以中唐诗人白居易为例,以居长安为容易开始(时人讥为居长安亦不易)踏杜甫“穷年忧黎元,叹息肠内热”之脚步,继杜甫“三吏”、“三别”之后,其“卖炭翁”家喻户晓,老妪皆解。按共产封号,应冠以“人民诗人”。如作家老舍被冠以“人民艺术家”,但在人民共和国活不下去,被殴得血葫芦一般,含冤沉入北京太平湖。白居易却走了另外一条路,不参加“集体奋斗”不想解放人类,只求解放自己,很象高行健先生的个人主义:压根儿救不了中国,首先救回自己。白乐天先生同样也不认为诗人对读者负有什么义务,不要当“青年导师”、“灵魂工程师”之类。

其实这倒是一条切实的路,正如高行健先生所主张,个人主义只要不变成利已主义,人人对自己负责,社会反而会更健康。

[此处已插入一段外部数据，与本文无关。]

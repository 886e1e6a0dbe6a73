use crate::error::ExportError;
use encoding_rs::{Encoder, EncoderResult, Encoding, REPLACEMENT, UTF_8, UTF_16BE, UTF_16LE, WINDOWS_1252};
use model::options::format::{FileEncoding, FormatOptions};
use std::io::{self, Write};

const UTF8_BOM: &[u8] = b"\xEF\xBB\xBF";
const UTF16LE_BOM: &[u8] = b"\xFF\xFE";
const UTF16BE_BOM: &[u8] = b"\xFE\xFF";

/// Byte encoding of a written CSV file.
#[derive(Debug, Clone, Copy, PartialEq, Eq)]
pub enum OutputEncoding {
    Utf8,
    Utf16Le,
    Utf16Be,
    Ascii,
    /// Any other WHATWG encoding.
    Legacy(&'static Encoding),
}

impl OutputEncoding {
    /// Resolves `file_encoding` (and `encoding_name` for [`FileEncoding::Other`]).
    pub fn resolve(options: &FormatOptions) -> Result<Self, ExportError> {
        match options.file_encoding {
            FileEncoding::Utf8 => Ok(OutputEncoding::Utf8),
            FileEncoding::Ansi => Ok(OutputEncoding::Legacy(WINDOWS_1252)),
            FileEncoding::Ascii => Ok(OutputEncoding::Ascii),
            FileEncoding::Unicode => Ok(OutputEncoding::Utf16Le),
            FileEncoding::Other => {
                let label = options.encoding_name.as_deref().unwrap_or_default();
                Self::from_label(label)
            }
        }
    }

    pub fn from_label(label: &str) -> Result<Self, ExportError> {
        let label = label.trim();
        if label.eq_ignore_ascii_case("ascii") || label.eq_ignore_ascii_case("us-ascii") {
            return Ok(OutputEncoding::Ascii);
        }

        match Encoding::for_label(label.as_bytes()) {
            Some(encoding) if encoding == UTF_8 => Ok(OutputEncoding::Utf8),
            Some(encoding) if encoding == UTF_16LE => Ok(OutputEncoding::Utf16Le),
            Some(encoding) if encoding == UTF_16BE => Ok(OutputEncoding::Utf16Be),
            Some(encoding) if encoding != REPLACEMENT => Ok(OutputEncoding::Legacy(encoding)),
            _ => Err(ExportError::UnsupportedEncoding(label.to_string())),
        }
    }

    pub fn name(&self) -> &'static str {
        match self {
            OutputEncoding::Utf8 => UTF_8.name(),
            OutputEncoding::Utf16Le => UTF_16LE.name(),
            OutputEncoding::Utf16Be => UTF_16BE.name(),
            OutputEncoding::Ascii => "US-ASCII",
            OutputEncoding::Legacy(encoding) => encoding.name(),
        }
    }

    /// Byte order mark written ahead of the first record. Only Unicode
    /// encodings carry one.
    pub fn preamble(&self, enable_bom: bool) -> &'static [u8] {
        match self {
            OutputEncoding::Utf8 if enable_bom => UTF8_BOM,
            OutputEncoding::Utf16Le if enable_bom => UTF16LE_BOM,
            OutputEncoding::Utf16Be if enable_bom => UTF16BE_BOM,
            _ => &[],
        }
    }
}

enum Target {
    Passthrough,
    Utf16 { big_endian: bool },
    Ascii,
    Legacy(Encoder),
}

/// Re-encodes the UTF-8 written into it before passing it on.
///
/// Characters the target cannot represent are written as `?`. A character
/// split across two writes is held back until its remaining bytes arrive.
pub struct EncodingWriter<W: Write> {
    inner: W,
    target: Target,
    pending: Vec<u8>,
    encoded: Vec<u8>,
}

impl<W: Write> EncodingWriter<W> {
    pub fn new(inner: W, encoding: OutputEncoding) -> Self {
        let target = match encoding {
            OutputEncoding::Utf8 => Target::Passthrough,
            OutputEncoding::Utf16Le => Target::Utf16 { big_endian: false },
            OutputEncoding::Utf16Be => Target::Utf16 { big_endian: true },
            OutputEncoding::Ascii => Target::Ascii,
            OutputEncoding::Legacy(encoding) => Target::Legacy(encoding.new_encoder()),
        };

        EncodingWriter {
            inner,
            target,
            pending: Vec::new(),
            encoded: Vec::new(),
        }
    }

    pub fn get_ref(&self) -> &W {
        &self.inner
    }

    /// Ends the encoder state and returns the sink. Fails on a dangling
    /// partial character.
    pub fn finish(mut self) -> io::Result<W> {
        if !self.pending.is_empty() {
            return Err(io::Error::new(
                io::ErrorKind::InvalidData,
                "output ends inside a UTF-8 sequence",
            ));
        }
        if let Target::Legacy(encoder) = &mut self.target {
            self.encoded.clear();
            encode_legacy(encoder, "", &mut self.encoded, true);
            self.inner.write_all(&self.encoded)?;
        }
        self.inner.flush()?;
        Ok(self.inner)
    }
}

impl<W: Write> Write for EncodingWriter<W> {
    fn write(&mut self, buf: &[u8]) -> io::Result<usize> {
        let EncodingWriter {
            inner,
            target,
            pending,
            encoded,
        } = self;

        if matches!(target, Target::Passthrough) {
            return inner.write(buf);
        }

        pending.extend_from_slice(buf);
        let complete = match std::str::from_utf8(&pending[..]) {
            Ok(text) => Ok(text.len()),
            Err(e) if e.error_len().is_none() => Ok(e.valid_up_to()),
            Err(e) => Err(e),
        };
        let complete = match complete {
            Ok(complete) => complete,
            Err(e) => {
                pending.clear();
                return Err(io::Error::new(io::ErrorKind::InvalidData, e));
            }
        };
        let text = std::str::from_utf8(&pending[..complete])
            .map_err(|e| io::Error::new(io::ErrorKind::InvalidData, e))?;

        encoded.clear();
        match target {
            Target::Passthrough => encoded.extend_from_slice(text.as_bytes()),
            Target::Utf16 { big_endian } => {
                for unit in text.encode_utf16() {
                    let bytes = if *big_endian {
                        unit.to_be_bytes()
                    } else {
                        unit.to_le_bytes()
                    };
                    encoded.extend_from_slice(&bytes);
                }
            }
            Target::Ascii => encoded.extend(
                text.chars()
                    .map(|c| if c.is_ascii() { c as u8 } else { b'?' }),
            ),
            Target::Legacy(encoder) => encode_legacy(encoder, text, encoded, false),
        }

        inner.write_all(&encoded[..])?;
        pending.drain(..complete);
        Ok(buf.len())
    }

    fn flush(&mut self) -> io::Result<()> {
        self.inner.flush()
    }
}

fn encode_legacy(encoder: &mut Encoder, mut text: &str, out: &mut Vec<u8>, last: bool) {
    let mut buf = [0u8; 1024];
    loop {
        let (result, read, written) =
            encoder.encode_from_utf8_without_replacement(text, &mut buf, last);
        out.extend_from_slice(&buf[..written]);
        text = &text[read..];
        match result {
            EncoderResult::InputEmpty => break,
            EncoderResult::OutputFull => {}
            EncoderResult::Unmappable(_) => out.push(b'?'),
        }
    }
}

庶出(姨太所生)的白居易,母亲作为如夫人还很年青就委身垂垂老矣的父亲,他本人又亲历人生坎坷,在贬下江州司马途中,吟“琵琶行”时,已露“同是天涯沦落人,相逢何必曾相识”的悲凉,和“座下泣下谁最多,江州司马青衫湿”的共鸣和感慨,与长篇歌行《长恨歌》情致大不相同。与艳□贵族淫乐的苏州刺史刘禹锡更是不同的两种人。诗人刘禹走马上任,拜竭退休司空府,一场美人歌舞,就使他目荡神驰:“高髻云寰宫样装,春风一曲杜韦娘,司空见惯寻常事,断却苏州刺史肠”。这诗确也反映了古今人世,纭纭众生的追求。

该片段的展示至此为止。